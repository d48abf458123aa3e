// SPDX-License-Identifier: AGPL-3.0-or-later
//
// Copyright (C) 2026 Relational Network

//! In-memory implementation of the storage traits.
//!
//! Backs `AppState::default()` and the test suite. Nothing survives a restart.

use std::collections::{BTreeMap, HashMap};

use async_trait::async_trait;
use chrono::{DateTime, Utc};
use tokio::sync::RwLock;

use super::{
    digest_matches, CredentialStore, NewToken, NewUser, Role, RoleStore, StorageError,
    StorageResult, Token, TokenStore, User,
};
use crate::auth::TokenKind;

#[derive(Default)]
struct Tables {
    users: BTreeMap<u64, User>,
    emails: HashMap<String, u64>,
    roles: HashMap<String, Role>,
    tokens: BTreeMap<u64, Token>,
    last_user_id: u64,
    last_role_id: u64,
    last_token_id: u64,
}

impl Tables {
    fn delete_tokens_where(&mut self, predicate: impl Fn(&Token) -> bool) -> u64 {
        let before = self.tokens.len();
        self.tokens.retain(|_, token| !predicate(token));
        (before - self.tokens.len()) as u64
    }

    fn insert_token(&mut self, token: NewToken) -> Token {
        self.last_token_id += 1;
        let token = token.into_token(self.last_token_id);
        self.tokens.insert(token.id, token.clone());
        token
    }
}

#[derive(Default)]
pub struct InMemoryStore {
    tables: RwLock<Tables>,
}

impl InMemoryStore {
    pub fn new() -> Self {
        Self::default()
    }

    /// Number of token rows currently stored.
    #[cfg(test)]
    pub async fn token_count(&self) -> usize {
        self.tables.read().await.tokens.len()
    }

    /// Snapshot of one token row by id, regardless of its digest.
    #[cfg(test)]
    pub async fn token_by_id(&self, id: u64) -> Option<Token> {
        self.tables.read().await.tokens.get(&id).cloned()
    }
}

#[async_trait]
impl CredentialStore for InMemoryStore {
    async fn find_by_email(&self, email: &str) -> StorageResult<Option<User>> {
        let tables = self.tables.read().await;
        Ok(tables
            .emails
            .get(email)
            .and_then(|id| tables.users.get(id))
            .cloned())
    }

    async fn find_by_id(&self, id: u64) -> StorageResult<Option<User>> {
        Ok(self.tables.read().await.users.get(&id).cloned())
    }

    async fn create(&self, user: NewUser) -> StorageResult<User> {
        let mut tables = self.tables.write().await;
        if tables.emails.contains_key(&user.email) {
            return Err(StorageError::AlreadyExists(format!("User {}", user.email)));
        }

        tables.last_user_id += 1;
        let user = User {
            id: tables.last_user_id,
            uuid: user.uuid,
            name: user.name,
            email: user.email,
            password_hash: user.password_hash,
            role_id: user.role_id,
            created_at: user.created_at,
            updated_at: user.created_at,
        };
        tables.emails.insert(user.email.clone(), user.id);
        tables.users.insert(user.id, user.clone());
        Ok(user)
    }
}

#[async_trait]
impl RoleStore for InMemoryStore {
    async fn find_by_name(&self, name: &str) -> StorageResult<Option<Role>> {
        Ok(self.tables.read().await.roles.get(name).cloned())
    }

    async fn ensure(&self, name: &str) -> StorageResult<Role> {
        let mut tables = self.tables.write().await;
        if let Some(role) = tables.roles.get(name) {
            return Ok(role.clone());
        }

        tables.last_role_id += 1;
        let role = Role {
            id: tables.last_role_id,
            name: name.to_string(),
            created_at: Utc::now(),
        };
        tables.roles.insert(role.name.clone(), role.clone());
        Ok(role)
    }
}

#[async_trait]
impl TokenStore for InMemoryStore {
    async fn create(&self, token: NewToken) -> StorageResult<Token> {
        Ok(self.tables.write().await.insert_token(token))
    }

    async fn find_by_id_and_hash(
        &self,
        id: u64,
        hashed_secret: &str,
    ) -> StorageResult<Option<Token>> {
        let tables = self.tables.read().await;
        Ok(tables
            .tokens
            .get(&id)
            .filter(|token| digest_matches(&token.hashed_secret, hashed_secret))
            .cloned())
    }

    async fn touch_last_used(&self, id: u64, at: DateTime<Utc>) -> StorageResult<()> {
        if let Some(token) = self.tables.write().await.tokens.get_mut(&id) {
            token.last_used_at = Some(at);
            token.updated_at = at;
        }
        Ok(())
    }

    async fn delete_by_owner(&self, owner_id: u64) -> StorageResult<u64> {
        let mut tables = self.tables.write().await;
        Ok(tables.delete_tokens_where(|token| token.owner_id == owner_id))
    }

    async fn delete_by_owner_and_kind(
        &self,
        owner_id: u64,
        kind: TokenKind,
    ) -> StorageResult<u64> {
        let mut tables = self.tables.write().await;
        Ok(tables.delete_tokens_where(|token| token.owner_id == owner_id && token.kind == kind))
    }

    async fn replace_by_owner_and_kind(
        &self,
        replacement: NewToken,
    ) -> StorageResult<Option<Token>> {
        let mut tables = self.tables.write().await;
        let (owner_id, kind) = (replacement.owner_id, replacement.kind);
        let removed =
            tables.delete_tokens_where(|token| token.owner_id == owner_id && token.kind == kind);
        if removed == 0 {
            return Ok(None);
        }
        Ok(Some(tables.insert_token(replacement)))
    }

    async fn delete_expired(&self, now: DateTime<Utc>) -> StorageResult<u64> {
        let mut tables = self.tables.write().await;
        Ok(tables.delete_tokens_where(|token| !token.is_live_at(now)))
    }
}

::::

- WORK REQUIRED -
Given the data above, transcribe exactly the lines from the one containing "of its digest." down to the one containing "async fn find_by_email(&self, email: &str)", and no others.

- RESULT OF THE TASK -
    /// Snapshot of one token row by id, regardless of its digest.
    #[cfg(test)]
    pub async fn token_by_id(&self, id: u64) -> Option<Token> {
        self.tables.read().await.tokens.get(&id).cloned()
    }
}

#[async_trait]
impl CredentialStore for InMemoryStore {
    async fn find_by_email(&self, email: &str) -> StorageResult<Option<User>> {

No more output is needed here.